Sweet cherries are one of the important fruit crops in Utah. Being highly perishable, fresh sweet cherries have relatively short storage life after harvest . It is known that the approximate limit for the successful commercial storage of fresh sweet cherries is about 10 days to 2 weeks only. A practicable measure for extending this storage limit has to be established so that the market may have fresh sweet cherries over a longer season and also be able to balance the time of plenty and the time of scarcity. Furthermore, the Utah grown cherries may find new outlets in the distant market. Thus the benefit will be shared by the grower, the seller, and the consumer.

Metabolic breakdown and fungal deterioration are the two important factors which cause the spoilage of fruits. Studies have shown that with many perishable produces, precooling -- the prompt application of refrigeration prior 2 to normal storage or transportation is the key to successful storage. Hydro -cooling treatment is considered to be advantageous especially in Utah, where high temperature and low relative humidity predominate during the harvest season of sweet cherries. Post-harvest chemical and packaging treatments of sweet cherries are possible approaches on ext ending the keeping quality of the fruits concerned. With some of the antifungal agents available today, the fungi which cause fruit decay might be successfully controlled.
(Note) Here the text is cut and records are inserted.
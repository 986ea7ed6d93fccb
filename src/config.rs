use serde::{Deserialize, Serialize};
use std::fs;
use std::path::{Path, PathBuf};
use std::time::Duration;
use anyhow::{Context, Result};

pub const DEFAULT_MODEL: &str = "mistral";
pub const DEFAULT_BASE_URL: &str = "http://localhost:11434";

/// Settings handed to the pipeline constructor.
#[derive(Debug, Clone, PartialEq, Eq)]
pub struct Config {
    pub model: String,
    pub base_url: String,
    /// `None` means the request may block indefinitely.
    pub timeout: Option<Duration>,
}

impl Default for Config {
    fn default() -> Self {
        Self {
            model: DEFAULT_MODEL.to_string(),
            base_url: DEFAULT_BASE_URL.to_string(),
            timeout: None,
        }
    }
}

/// On-disk config. Every field is optional.
#[derive(Serialize, Deserialize, Debug, Clone, Default, PartialEq, Eq)]
pub struct FileConfig {
    pub model: Option<String>,
    pub base_url: Option<String>,
    pub timeout_secs: Option<u64>,
}

/// Values taken from the command line; these win over the file.
#[derive(Debug, Clone, Default)]
pub struct Overrides {
    pub model: Option<String>,
    pub base_url: Option<String>,
    pub timeout_secs: Option<u64>,
}

pub fn default_config_path() -> Result<PathBuf> {
    let mut path = dirs::home_dir().context("Could not find home directory")?;
    path.push(".text_transformer");
    path.push("config.json");
    Ok(path)
}

impl FileConfig {
    /// A missing file is not an error; a broken one is.
    pub fn load(path: &Path) -> Result<Self> {
        if !path.exists() {
            log::debug!("No config file at {:?}, using defaults", path);
            return Ok(Self::default());
        }
        let content = fs::read_to_string(path)
            .with_context(|| format!("Failed to read config file {:?}", path))?;
        let config = serde_json::from_str(&content)
            .with_context(|| format!("Invalid config file {:?}", path))?;
        Ok(config)
    }
}

impl Config {
    pub fn resolve(file: FileConfig, overrides: Overrides) -> Self {
        let defaults = Config::default();

        let model = overrides.model.or(file.model).unwrap_or(defaults.model);
        let base_url = overrides
            .base_url
            .or(file.base_url)
            .unwrap_or(defaults.base_url)
            .trim_end_matches('/')
            .to_string();
        let timeout = overrides
            .timeout_secs
            .or(file.timeout_secs)
            .map(Duration::from_secs);

        Self { model, base_url, timeout }
    }
}
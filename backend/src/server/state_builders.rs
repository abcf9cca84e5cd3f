//! Builders wiring HTTP state onto the configured storage backend.

use std::sync::Arc;

use tracing::warn;

use recipe_backend::inbound::http::state::HttpState;
use recipe_backend::outbound::crypto::BcryptPasswordHasher;
use recipe_backend::outbound::memory::InMemoryStore;
use recipe_backend::outbound::persistence::{DbPool, DieselRecipeRepository, DieselUserRepository};

use super::ServerConfig;

/// Build handler state from `config`.
///
/// Uses the Diesel repositories when a pool is configured and falls back to
/// a process-local [`InMemoryStore`] otherwise.
pub(super) fn build_http_state(config: &ServerConfig) -> HttpState {
    let hasher = Arc::new(BcryptPasswordHasher::new(config.bcrypt_cost));
    match &config.db_pool {
        Some(pool) => diesel_state(pool, hasher),
        None => {
            warn!("no database configured; accounts and recipes live in memory only");
            let store = Arc::new(InMemoryStore::new());
            HttpState::from_adapters(store.clone(), store, hasher)
        }
    }
}

fn diesel_state(pool: &DbPool, hasher: Arc<BcryptPasswordHasher>) -> HttpState {
    HttpState::from_adapters(
        Arc::new(DieselUserRepository::new(pool.clone())),
        Arc::new(DieselRecipeRepository::new(pool.clone())),
        hasher,
    )
}
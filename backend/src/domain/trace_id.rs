//! Request-scoped trace identifier for correlation across logs and errors.
//!
//! `TraceId` follows a request through the system via task-local storage, so
//! errors raised deep inside a service can be correlated with the response
//! header without threading the identifier through every call.
//!
//! Tokio task-local variables are not inherited across spawned tasks. Use
//! [`TraceId::scope`] when moving work onto blocking threads (password
//! hashing, for instance) so the active identifier propagates.

use std::fmt;
use std::future::Future;
use std::str::FromStr;

use tokio::task_local;
use uuid::Uuid;

task_local! {
    static TRACE_ID: TraceId;
}

/// Per-request trace identifier exposed via task-local storage.
///
/// # Examples
/// ```
/// use recipe_backend::domain::TraceId;
///
/// async fn handler() {
///     if let Some(id) = TraceId::current() {
///         println!("trace id: {id}");
///     }
/// }
/// ```
#[derive(Debug, Clone, Copy, PartialEq, Eq)]
pub struct TraceId(Uuid);

impl TraceId {
    /// Generate a new random trace identifier.
    #[must_use]
    #[rustfmt::skip]
    pub fn generate() -> Self { Self(Uuid::new_v4()) }

    /// Returns the current trace identifier if one is in scope.
    #[must_use]
    #[rustfmt::skip]
    pub fn current() -> Option<Self> { TRACE_ID.try_with(|id| *id).ok() }

    /// Execute the provided future with the supplied trace identifier in scope.
    ///
    /// # Examples
    /// ```
    /// use recipe_backend::domain::TraceId;
    ///
    /// # tokio::runtime::Runtime::new().unwrap().block_on(async {
    /// let trace_id: TraceId = "00000000-0000-0000-0000-000000000000"
    ///     .parse()
    ///     .expect("valid UUID");
    /// let observed = TraceId::scope(trace_id, async move { TraceId::current() }).await;
    /// assert_eq!(observed, Some(trace_id));
    /// # });
    /// ```
    pub async fn scope<Fut>(trace_id: TraceId, fut: Fut) -> Fut::Output
    where
        Fut: Future,
    {
        TRACE_ID.scope(trace_id, fut).await
    }

    /// Run a synchronous closure with the supplied trace identifier in scope.
    ///
    /// Used on blocking threads, where no future is being polled.
    pub fn scope_sync<F, R>(trace_id: TraceId, work: F) -> R
    where
        F: FnOnce() -> R,
    {
        TRACE_ID.sync_scope(trace_id, work)
    }
}

impl fmt::Display for TraceId {
    fn fmt(&self, f: &mut fmt::Formatter<'_>) -> fmt::Result {
        write!(f, "{}", self.0)
    }
}

impl FromStr for TraceId {
    type Err = uuid::Error;

    fn from_str(s: &str) -> Result<Self, Self::Err> {
        Ok(Self(Uuid::parse_str(s)?))
    }
}

#[cfg(test)]
mod tests {
    use super::*;

    #[tokio::test]
    async fn current_reflects_scope() {
        let expected = TraceId::generate();
        let observed = TraceId::scope(expected, async move { TraceId::current() }).await;
        assert_eq!(observed, Some(expected));
    }

    #[tokio::test]
    async fn current_is_none_out_of_scope() {
        assert!(TraceId::current().is_none());
    }

    #[test]
    fn scope_sync_exposes_id_to_closure() {
        let expected = TraceId::generate();
        assert_eq!(TraceId::scope_sync(expected, TraceId::current), Some(expected));
    }

    #[test]
    fn from_str_round_trips() {
        let uuid = Uuid::nil();
        let trace_id: TraceId = uuid.to_string().parse().expect("parse uuid");
        assert_eq!(trace_id.to_string(), uuid.to_string());
    }
}
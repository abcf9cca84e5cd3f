//! Account domain service.
//!
//! Implements signup, login, and profile lookup on top of the user
//! repository and password hasher ports.

use std::sync::Arc;

use async_trait::async_trait;
use tracing::{debug, info};

use crate::domain::ports::{
    CredentialError, LoginService, PasswordHasher, SignupService, UserPersistenceError,
    UserProfileQuery, UserRepository,
};
use crate::domain::{Error, LoginCredentials, SignupDetails, User, UserId};

const INVALID_CREDENTIALS: &str = "invalid username or password";

/// Account service implementing the user-facing driving ports.
#[derive(Clone)]
pub struct AccountService<U, H> {
    users: Arc<U>,
    hasher: Arc<H>,
}

impl<U, H> AccountService<U, H> {
    /// Create a new service with the given repository and hasher.
    pub fn new(users: Arc<U>, hasher: Arc<H>) -> Self {
        Self { users, hasher }
    }
}

impl<U, H> AccountService<U, H>
where
    U: UserRepository,
    H: PasswordHasher,
{
    fn map_user_error(error: UserPersistenceError) -> Error {
        match error {
            UserPersistenceError::UsernameTaken { .. } => {
                Error::conflict("username is already taken")
                    .with_reasons(vec!["username has already been taken".to_owned()])
            }
            UserPersistenceError::Constraint { message } => Error::invalid_request(
                "user record rejected by storage",
            )
            .with_reasons(vec![message]),
            UserPersistenceError::Connection { message } => {
                Error::service_unavailable(format!("user repository unavailable: {message}"))
            }
            UserPersistenceError::Query { message } => {
                Error::internal(format!("user repository error: {message}"))
            }
        }
    }

    fn map_credential_error(error: CredentialError) -> Error {
        Error::internal(error.to_string())
    }
}

#[async_trait]
impl<U, H> SignupService for AccountService<U, H>
where
    U: UserRepository,
    H: PasswordHasher,
{
    async fn signup(&self, details: SignupDetails) -> Result<User, Error> {
        let digest = self
            .hasher
            .hash(details.password())
            .await
            .map_err(Self::map_credential_error)?;

        let user = User::new(UserId::random(), details.username().clone())
            .with_image_url(details.image_url().map(str::to_owned))
            .with_bio(details.bio().map(str::to_owned));

        self.users
            .create(&user, &digest)
            .await
            .map_err(Self::map_user_error)?;

        info!(user_id = %user.id(), username = %user.username(), "user signed up");
        Ok(user)
    }
}

#[async_trait]
impl<U, H> LoginService for AccountService<U, H>
where
    U: UserRepository,
    H: PasswordHasher,
{
    async fn authenticate(&self, credentials: &LoginCredentials) -> Result<User, Error> {
        let username = credentials.username();
        let Some(stored) = self
            .users
            .find_credentials_by_username(username)
            .await
            .map_err(Self::map_user_error)?
        else {
            debug!(username = %username, "login for unknown username");
            return Err(Error::unauthorized(INVALID_CREDENTIALS));
        };

        if !self
            .hasher
            .verify(credentials.password(), stored.digest())
            .await
        {
            debug!(user_id = %stored.user().id(), "login with wrong password");
            return Err(Error::unauthorized(INVALID_CREDENTIALS));
        }

        let user = stored.into_user();
        info!(user_id = %user.id(), "user logged in");
        Ok(user)
    }
}

#[async_trait]
impl<U, H> UserProfileQuery for AccountService<U, H>
where
    U: UserRepository,
    H: PasswordHasher,
{
    async fn fetch_profile(&self, user_id: &UserId) -> Result<User, Error> {
        self.users
            .find_by_id(user_id)
            .await
            .map_err(Self::map_user_error)?
            .ok_or_else(|| {
                debug!(user_id = %user_id, "session refers to a missing user");
                Error::unauthorized("session user no longer exists")
            })
    }
}

#[cfg(test)]
#[path = "account_service_tests.rs"]
mod tests;
//! In-process storage for development runs and HTTP tests.
//!
//! [`InMemoryStore`] implements both repository ports over one shared state
//! and enforces the same rules as the PostgreSQL schema: unique usernames,
//! non-blank fields, minimum instruction length, owner existence, and
//! cascading deletes.

use std::collections::HashMap;
use std::sync::Arc;

use async_trait::async_trait;
use tokio::sync::Mutex;
use tracing::debug;

use crate::domain::ports::{
    RecipePersistenceError, RecipeRepository, UserPersistenceError, UserRepository,
};
use crate::domain::validation::{validate_instructions, validate_title};
use crate::domain::{PasswordDigest, Recipe, User, UserCredentials, UserId, Username};

#[derive(Default)]
struct State {
    users: HashMap<UserId, UserCredentials>,
    usernames: HashMap<Username, UserId>,
    recipes: Vec<Recipe>,
}

/// Shared in-memory user and recipe storage.
///
/// Clones share the same state.
#[derive(Clone, Default)]
pub struct InMemoryStore {
    state: Arc<Mutex<State>>,
}

impl InMemoryStore {
    /// Create an empty store.
    pub fn new() -> Self {
        Self::default()
    }

    /// Number of stored recipes across all owners.
    pub async fn recipe_count(&self) -> usize {
        self.state.lock().await.recipes.len()
    }
}

#[async_trait]
impl UserRepository for InMemoryStore {
    async fn create(
        &self,
        user: &User,
        digest: &PasswordDigest,
    ) -> Result<(), UserPersistenceError> {
        let mut state = self.state.lock().await;
        if state.usernames.contains_key(user.username()) {
            return Err(UserPersistenceError::username_taken(user.username().as_ref()));
        }
        if state.users.contains_key(user.id()) {
            return Err(UserPersistenceError::query("duplicate user id"));
        }

        state
            .usernames
            .insert(user.username().clone(), user.id().clone());
        state.users.insert(
            user.id().clone(),
            UserCredentials::new(user.clone(), digest.clone()),
        );
        Ok(())
    }

    async fn find_by_id(&self, id: &UserId) -> Result<Option<User>, UserPersistenceError> {
        let state = self.state.lock().await;
        Ok(state.users.get(id).map(|stored| stored.user().clone()))
    }

    async fn find_credentials_by_username(
        &self,
        username: &Username,
    ) -> Result<Option<UserCredentials>, UserPersistenceError> {
        let state = self.state.lock().await;
        Ok(state
            .usernames
            .get(username)
            .and_then(|id| state.users.get(id))
            .cloned())
    }

    async fn delete(&self, id: &UserId) -> Result<bool, UserPersistenceError> {
        let mut state = self.state.lock().await;
        let Some(removed) = state.users.remove(id) else {
            return Ok(false);
        };
        state.usernames.remove(removed.user().username());
        let before = state.recipes.len();
        state.recipes.retain(|recipe| recipe.owner() != id);
        debug!(
            user_id = %id,
            recipes = before - state.recipes.len(),
            "user deleted with owned recipes"
        );
        Ok(true)
    }
}

#[async_trait]
impl RecipeRepository for InMemoryStore {
    async fn create(&self, recipe: &Recipe) -> Result<(), RecipePersistenceError> {
        validate_title(recipe.title().to_owned())
            .and_then(|_| validate_instructions(recipe.instructions().to_owned()))
            .map_err(|err| RecipePersistenceError::constraint(err.to_string()))?;

        let mut state = self.state.lock().await;
        if !state.users.contains_key(recipe.owner()) {
            return Err(RecipePersistenceError::owner_missing(recipe.owner().as_ref()));
        }
        state.recipes.push(recipe.clone());
        Ok(())
    }

    async fn list_by_owner(&self, owner: &UserId) -> Result<Vec<Recipe>, RecipePersistenceError> {
        let state = self.state.lock().await;
        Ok(state
            .recipes
            .iter()
            .filter(|recipe| recipe.owner() == owner)
            .cloned()
            .collect())
    }
}
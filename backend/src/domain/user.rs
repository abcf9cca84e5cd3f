//! User data model.
//!
//! [`User`] carries only the public profile. Password digests live in
//! [`UserCredentials`](super::UserCredentials) and are never part of this
//! type, so no serialisation path can leak them.

use std::fmt;

use serde::{Deserialize, Serialize};
use utoipa::ToSchema;
use uuid::Uuid;

use super::validation::{ValidationError, validate_username};

/// Error returned when a user identifier cannot be parsed.
#[derive(Debug, Clone, PartialEq, Eq, thiserror::Error)]
pub enum UserIdError {
    #[error("user id must not be empty")]
    Empty,
    #[error("user id must be a valid UUID")]
    Invalid,
}

/// Stable user identifier stored as a UUID.
#[derive(Debug, Clone, PartialEq, Eq, Hash, Serialize, Deserialize)]
#[serde(try_from = "String", into = "String")]
pub struct UserId(Uuid, String);

impl UserId {
    /// Validate and construct a [`UserId`] from borrowed input.
    pub fn new(id: impl AsRef<str>) -> Result<Self, UserIdError> {
        Self::from_owned(id.as_ref().to_owned())
    }

    /// Generate a new random [`UserId`].
    pub fn random() -> Self {
        Self::from_uuid(Uuid::new_v4())
    }

    /// Wrap an existing UUID, e.g. one read back from storage.
    pub fn from_uuid(uuid: Uuid) -> Self {
        Self(uuid, uuid.to_string())
    }

    fn from_owned(id: String) -> Result<Self, UserIdError> {
        if id.is_empty() {
            return Err(UserIdError::Empty);
        }
        if id.trim() != id {
            return Err(UserIdError::Invalid);
        }

        let parsed = Uuid::parse_str(&id).map_err(|_| UserIdError::Invalid)?;
        Ok(Self(parsed, id))
    }

    /// Access the underlying UUID.
    pub fn as_uuid(&self) -> &Uuid {
        &self.0
    }
}

impl AsRef<str> for UserId {
    fn as_ref(&self) -> &str {
        self.1.as_str()
    }
}

impl fmt::Display for UserId {
    fn fmt(&self, f: &mut fmt::Formatter<'_>) -> fmt::Result {
        f.write_str(self.as_ref())
    }
}

impl From<UserId> for String {
    fn from(value: UserId) -> Self {
        let UserId(_, raw) = value;
        raw
    }
}

impl TryFrom<String> for UserId {
    type Error = UserIdError;

    fn try_from(value: String) -> Result<Self, Self::Error> {
        Self::from_owned(value)
    }
}

/// Unique login name, trimmed and non-empty.
#[derive(Debug, Clone, PartialEq, Eq, Hash, Serialize, Deserialize)]
#[serde(try_from = "String", into = "String")]
pub struct Username(String);

impl Username {
    /// Validate and construct a [`Username`].
    pub fn new(username: impl AsRef<str>) -> Result<Self, ValidationError> {
        validate_username(username.as_ref()).map(Self)
    }
}

impl AsRef<str> for Username {
    fn as_ref(&self) -> &str {
        self.0.as_str()
    }
}

impl fmt::Display for Username {
    fn fmt(&self, f: &mut fmt::Formatter<'_>) -> fmt::Result {
        f.write_str(self.as_ref())
    }
}

impl From<Username> for String {
    fn from(value: Username) -> Self {
        value.0
    }
}

impl TryFrom<String> for Username {
    type Error = ValidationError;

    fn try_from(value: String) -> Result<Self, Self::Error> {
        Self::new(value)
    }
}

/// Public profile of an application user.
///
/// ## Invariants
/// - `id` is a valid UUID.
/// - `username` is non-empty once trimmed.
///
/// # Examples
/// ```
/// use recipe_backend::domain::{User, UserId, Username};
///
/// let user = User::new(UserId::random(), Username::new("ChefHam").unwrap())
///     .with_bio(Some("Ham enthusiast".to_owned()));
/// let json = serde_json::to_value(&user).unwrap();
/// assert_eq!(json["username"], "ChefHam");
/// assert!(json.get("password_digest").is_none());
/// ```
#[derive(Debug, Clone, PartialEq, Eq, Serialize, Deserialize, ToSchema)]
#[serde(deny_unknown_fields)]
pub struct User {
    #[schema(value_type = String, example = "3fa85f64-5717-4562-b3fc-2c963f66afa6")]
    id: UserId,
    #[schema(value_type = String, example = "ChefHam")]
    username: Username,
    #[schema(example = "https://example.com/ham.png")]
    image_url: Option<String>,
    #[schema(example = "Cooks mostly ham.")]
    bio: Option<String>,
}

impl User {
    /// Build a new [`User`] without optional profile fields.
    pub fn new(id: UserId, username: Username) -> Self {
        Self {
            id,
            username,
            image_url: None,
            bio: None,
        }
    }

    /// Set the profile image URL.
    pub fn with_image_url(mut self, image_url: Option<String>) -> Self {
        self.image_url = image_url;
        self
    }

    /// Set the biography.
    pub fn with_bio(mut self, bio: Option<String>) -> Self {
        self.bio = bio;
        self
    }

    /// Stable user identifier.
    pub fn id(&self) -> &UserId {
        &self.id
    }

    /// Unique login name.
    pub fn username(&self) -> &Username {
        &self.username
    }

    /// Optional profile image URL.
    pub fn image_url(&self) -> Option<&str> {
        self.image_url.as_deref()
    }

    /// Optional biography.
    pub fn bio(&self) -> Option<&str> {
        self.bio.as_deref()
    }
}
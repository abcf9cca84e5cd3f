//! Server settings and the configuration object handed to [`super::create_server`].

use std::net::{AddrParseError, SocketAddr};
use std::ops::RangeInclusive;

use ortho_config::OrthoConfig;
use serde::Deserialize;

use recipe_backend::inbound::http::session_config::SessionSettings;
use recipe_backend::outbound::persistence::DbPool;

const DEFAULT_BIND_ADDR: &str = "0.0.0.0:8080";
const BCRYPT_COST_RANGE: RangeInclusive<u32> = 4..=31;

/// Errors raised while interpreting [`ServerSettings`].
#[derive(Debug, Clone, PartialEq, Eq, thiserror::Error)]
pub enum SettingsError {
    #[error("invalid bind address: {0}")]
    BindAddr(#[from] AddrParseError),
    #[error("bcrypt cost {cost} is outside the supported range 4..=31")]
    BcryptCost { cost: u32 },
}

/// Process settings loaded from `RECIPES_*` environment variables, CLI flags
/// and configuration files.
#[derive(Debug, Clone, Deserialize, OrthoConfig)]
#[ortho_config(prefix = "RECIPES")]
pub struct ServerSettings {
    /// Socket address to listen on.
    pub bind_addr: Option<String>,
    /// PostgreSQL connection string; the in-memory store is used when unset.
    pub database_url: Option<String>,
    /// bcrypt work factor for new password digests.
    #[ortho_config(default = 12)]
    pub bcrypt_cost: u32,
    /// Upper bound on pooled database connections.
    #[ortho_config(default = 10)]
    pub db_max_connections: u32,
}

impl ServerSettings {
    /// Parsed listen address, defaulting to `0.0.0.0:8080`.
    pub fn bind_addr(&self) -> Result<SocketAddr, SettingsError> {
        Ok(self
            .bind_addr
            .as_deref()
            .unwrap_or(DEFAULT_BIND_ADDR)
            .parse()?)
    }

    pub fn database_url(&self) -> Option<&str> {
        self.database_url.as_deref()
    }

    /// Configured bcrypt cost, rejected when bcrypt would refuse it.
    pub fn bcrypt_cost(&self) -> Result<u32, SettingsError> {
        if BCRYPT_COST_RANGE.contains(&self.bcrypt_cost) {
            Ok(self.bcrypt_cost)
        } else {
            Err(SettingsError::BcryptCost {
                cost: self.bcrypt_cost,
            })
        }
    }

    pub fn db_max_connections(&self) -> u32 {
        self.db_max_connections
    }
}

/// Builder-style configuration for creating the HTTP server.
pub struct ServerConfig {
    pub(crate) session: SessionSettings,
    pub(crate) bind_addr: SocketAddr,
    pub(crate) db_pool: Option<DbPool>,
    pub(crate) bcrypt_cost: u32,
}

impl ServerConfig {
    #[must_use]
    pub fn new(session: SessionSettings, bind_addr: SocketAddr) -> Self {
        Self {
            session,
            bind_addr,
            db_pool: None,
            bcrypt_cost: bcrypt::DEFAULT_COST,
        }
    }

    /// Back the repositories with PostgreSQL instead of memory.
    #[must_use]
    pub fn with_db_pool(mut self, pool: DbPool) -> Self {
        self.db_pool = Some(pool);
        self
    }

    #[must_use]
    pub fn with_bcrypt_cost(mut self, cost: u32) -> Self {
        self.bcrypt_cost = cost;
        self
    }
}
//! Driving port for creating recipes.

use async_trait::async_trait;

use crate::domain::{Error, Recipe, RecipeDraft, UserId};

/// Domain use-case port for recipe creation.
#[cfg_attr(test, mockall::automock)]
#[async_trait]
pub trait RecipesCommand: Send + Sync {
    /// Store `draft` as a new recipe owned by `owner`.
    async fn create_recipe(&self, owner: &UserId, draft: RecipeDraft) -> Result<Recipe, Error>;
}
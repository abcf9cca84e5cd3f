//! Internal Diesel row structs for database operations.
//!
//! These types are implementation details of the persistence layer and must
//! never be exposed to the domain.

use diesel::prelude::*;
use uuid::Uuid;

use super::schema::{recipes, users};

/// Public profile columns of the users table.
#[derive(Debug, Clone, Queryable, Selectable)]
#[diesel(table_name = users)]
#[diesel(check_for_backend(diesel::pg::Pg))]
pub(crate) struct UserRow {
    pub id: Uuid,
    pub username: String,
    pub image_url: Option<String>,
    pub bio: Option<String>,
}

/// Profile columns plus the stored digest, read only for login.
#[derive(Debug, Clone, Queryable, Selectable)]
#[diesel(table_name = users)]
#[diesel(check_for_backend(diesel::pg::Pg))]
pub(crate) struct UserCredentialsRow {
    #[diesel(embed)]
    pub user: UserRow,
    pub password_digest: String,
}

/// Insertable struct for creating new user records.
#[derive(Debug, Clone, Insertable)]
#[diesel(table_name = users)]
pub(crate) struct NewUserRow<'a> {
    pub id: Uuid,
    pub username: &'a str,
    pub password_digest: &'a str,
    pub image_url: Option<&'a str>,
    pub bio: Option<&'a str>,
}

/// Row struct for reading from the recipes table.
#[derive(Debug, Clone, Queryable, Selectable)]
#[diesel(table_name = recipes)]
#[diesel(check_for_backend(diesel::pg::Pg))]
pub(crate) struct RecipeRow {
    pub id: Uuid,
    pub owner_id: Uuid,
    pub title: String,
    pub instructions: String,
    pub minutes_to_complete: Option<i32>,
}

/// Insertable struct for creating new recipe records.
#[derive(Debug, Clone, Insertable)]
#[diesel(table_name = recipes)]
pub(crate) struct NewRecipeRow<'a> {
    pub id: Uuid,
    pub owner_id: Uuid,
    pub title: &'a str,
    pub instructions: &'a str,
    pub minutes_to_complete: Option<i32>,
}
As a matter of fact, new fungicides, antifungal antibiotics, and packaging films are continuously developed by the industries in the United States. Appropriate combination of these newly developed materials with hydro-cooling followed by refrigerated storage, coupled with in vitro study of the effects of chemicals on fruit decay organisms, might lead to an improvement in the storage life of sweet cherries.

It was with this idea in mind that experiments were conducted to study the effects of hydro-cooling, chemicals, and packaging treatments on preserving fresh sweet cherries and also in vitro effects of chemicals on certain fungi responsible for fruit deterioration.